More than half of that money — $7.2 billion — from mining, oil and gas drilling on public and tribal lands goes to the Treasury. States collected $2.2 billion, an increase of about $200 million over the previous year. And Native American tribes, who collect all the revenue from energy development on their land, for the first time took in more than $1 billion.

“This year’s disbursements continue to reflect significant energy production from public and tribal lands in the United States,” Interior Secretary Sally Jewell said.

Wyoming was the top recipient, collecting $1 billion. New Mexico followed with $579 million, and Utah took in the third-most with $171 million.

While the revenue is an increase, Republicans are expected to push the Obama administration to open more federal lands to drilling and mining when the GOP takes over the Senate in January.

They will seek to send more money to Interior to process federal mining permits, open the Atlantic Ocean to offshore drilling and push back against an expected final Interior rule governing hydraulic fracturing, or fracking, on federal lands.

That fracking rule has been delayed several times, but is scheduled for release next year. Fracking, a drilling method that has sparked the U.S. energy boom, injects a high-pressure cocktail of water, sand and chemicals into tight-rock formations to access hydrocarbons.

While industry groups say the practice is safe, public health and environmental groups have raised concerns that it might pollute drinking water. The anticipated Interior regulation would set requirements for managing the water that flows back after fracking the well, for reducing leaks of the heat-trapping methane gas, and for disclosing chemicals used in the process.

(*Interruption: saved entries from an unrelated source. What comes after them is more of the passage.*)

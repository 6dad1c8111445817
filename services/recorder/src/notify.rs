//! Notification client: wraps the WebSocket connection as a binary-frame
//! datagram pair. All messages are binary; anything else is a protocol
//! error. No heartbeat/auth policy lives here — that belongs to the
//! watcher, which owns the single reader.

use futures_util::{SinkExt, StreamExt};
use rec_protocol::Frame;
use tokio_tungstenite::tungstenite::protocol::Message;
use tokio_tungstenite::{MaybeTlsStream, WebSocketStream};

type WsStream = WebSocketStream<MaybeTlsStream<tokio::net::TcpStream>>;

pub struct NotifyClient {
    ws: WsStream,
}

impl NotifyClient {
    pub fn new(ws: WsStream) -> Self {
        NotifyClient { ws }
    }

    /// Send one already-encoded frame.
    pub async fn send(&mut self, frame: &Frame) -> Result<(), NotifyError> {
        let bytes = frame.encode().map_err(|e| NotifyError::Protocol(e.to_string()))?;
        self.ws
            .send(Message::Binary(bytes.into()))
            .await
            .map_err(|e| NotifyError::Transport(e.to_string()))
    }

    /// Receive and decode exactly one frame. A non-binary message is a
    /// protocol error; connection close is a transport error.
    pub async fn recv(&mut self) -> Result<Frame, NotifyError> {
        loop {
            match self.ws.next().await {
                None => return Err(NotifyError::Transport("connection closed".to_owned())),
                Some(Err(e)) => return Err(NotifyError::Transport(e.to_string())),
                Some(Ok(Message::Binary(bytes))) => {
                    return Frame::decode(&bytes).map_err(|e| NotifyError::Protocol(e.to_string()));
                }
                Some(Ok(Message::Close(_))) => {
                    return Err(NotifyError::Transport("connection closed".to_owned()))
                }
                Some(Ok(Message::Ping(data))) => {
                    let _ = self.ws.send(Message::Pong(data)).await;
                    continue;
                }
                Some(Ok(Message::Pong(_))) => continue,
                Some(Ok(_non_binary)) => {
                    return Err(NotifyError::Protocol(
                        "non-binary message on notification channel".to_owned(),
                    ))
                }
            }
        }
    }
}

#[derive(Debug)]
pub enum NotifyError {
    Transport(String),
    Protocol(String),
}

impl std::fmt::Display for NotifyError {
    fn fmt(&self, f: &mut std::fmt::Formatter<'_>) -> std::fmt::Result {
        match self {
            NotifyError::Transport(s) => write!(f, "transport error: {s}"),
            NotifyError::Protocol(s) => write!(f, "protocol error: {s}"),
        }
    }
}

impl std::error::Error for NotifyError {}
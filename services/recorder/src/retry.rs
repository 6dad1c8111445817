//! Retry helper: bounded attempts, fixed interval, cooperative
//! cancellation. The inter-attempt sleep races the cancellation token so a
//! cancelled scope never blocks on a full sleep.

use std::fmt::Display;
use std::time::Duration;
use tokio_util::sync::CancellationToken;
use tracing::warn;

#[derive(Debug, Clone, Copy)]
pub struct RetryConfig {
    pub max: u32,
    pub interval: Duration,
}

pub enum RetryOutcome<T, E> {
    Ok(T),
    Cancelled,
    ExhaustedWith(E),
}

/// Calls `supplier` up to `cfg.max + 1` times. After a failure, sleeps
/// `cfg.interval` and re-enters, unless `cancel` fires first. Returns the
/// last error after exhausting attempts.
pub async fn retry<T, E, F, Fut>(
    cfg: &RetryConfig,
    cancel: &CancellationToken,
    mut supplier: F,
) -> RetryOutcome<T, E>
where
    F: FnMut() -> Fut,
    Fut: std::future::Future<Output = Result<T, E>>,
    E: Display,
{
    let attempts = cfg.max + 1;
    let mut last_err = None;

    for attempt in 1..=attempts {
        if cancel.is_cancelled() {
            return RetryOutcome::Cancelled;
        }

        match supplier().await {
            Ok(value) => return RetryOutcome::Ok(value),
            Err(e) => {
                warn!(
                    attempt,
                    max = cfg.max,
                    interval_secs = cfg.interval.as_secs(),
                    error = %e,
                    "retry: attempt failed"
                );
                let is_last = attempt == attempts;
                last_err = Some(e);
                if is_last {
                    break;
                }

                tokio::select! {
                    biased;
                    () = cancel.cancelled() => return RetryOutcome::Cancelled,
                    () = tokio::time::sleep(cfg.interval) => {}
                }
            }
        }
    }

    match last_err {
        Some(e) => RetryOutcome::ExhaustedWith(e),
        None => unreachable!("loop always runs at least once and captures an error before exiting without Ok"),
    }
}

#[cfg(test)]
mod tests {
    use super::*;
    use std::sync::atomic::{AtomicU32, Ordering};

    #[tokio::test]
    async fn retries_up_to_max_plus_one_times() {
        let calls = AtomicU32::new(0);
        let cfg = RetryConfig {
            max: 2,
            interval: Duration::from_millis(1),
        };
        let cancel = CancellationToken::new();

        let outcome = retry(&cfg, &cancel, || {
            calls.fetch_add(1, Ordering::SeqCst);
            async { Err::<(), &str>("boom") }
        })
        .await;

        assert_eq!(calls.load(Ordering::SeqCst), 3);
        assert!(matches!(outcome, RetryOutcome::ExhaustedWith("boom")));
    }

    #[tokio::test]
    async fn returns_ok_without_exhausting_attempts() {
        let calls = AtomicU32::new(0);
        let cfg = RetryConfig {
            max: 5,
            interval: Duration::from_millis(1),
        };
        let cancel = CancellationToken::new();

        let outcome = retry(&cfg, &cancel, || {
            let n = calls.fetch_add(1, Ordering::SeqCst);
            async move {
                if n < 1 {
                    Err("not yet")
                } else {
                    Ok(42)
                }
            }
        })
        .await;

        assert_eq!(calls.load(Ordering::SeqCst), 2);
        assert!(matches!(outcome, RetryOutcome::Ok(42)));
    }

    #[tokio::test]
    async fn cancellation_short_circuits_before_exhausting_attempts() {
        let calls = AtomicU32::new(0);
        let cfg = RetryConfig {
            max: 10,
            interval: Duration::from_secs(3600),
        };
        let cancel = CancellationToken::new();
        let cancel_clone = cancel.clone();

        let handle = tokio::spawn(async move {
            retry(&cfg, &cancel_clone, || {
                calls.fetch_add(1, Ordering::SeqCst);
                async { Err::<(), &str>("boom") }
            })
            .await
        });

        tokio::time::sleep(Duration::from_millis(10)).await;
        cancel.cancel();
        let outcome = handle.await.unwrap();
        assert!(matches!(outcome, RetryOutcome::Cancelled));
    }
}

The Obama administration and Republicans might agree, however, on restarting drilling in the Atlantic Ocean. The Interior Department’s Bureau of Ocean Energy Management earlier this year allowed limited use of a type of sonar testing, over the objection of environmentalists, that is seen as a precursor to allowing oil and gas drilling there.

The White House is formulating a five-year offshore drilling plan that would begin in 2017. It initially planned to allow drilling in the Atlantic Ocean when forming the last plan in 2010, but shelved the effort following the BP Deepwater Horizon disaster that killed 11 people and spilled about 4 million barrels of oil into the Gulf of Mexico.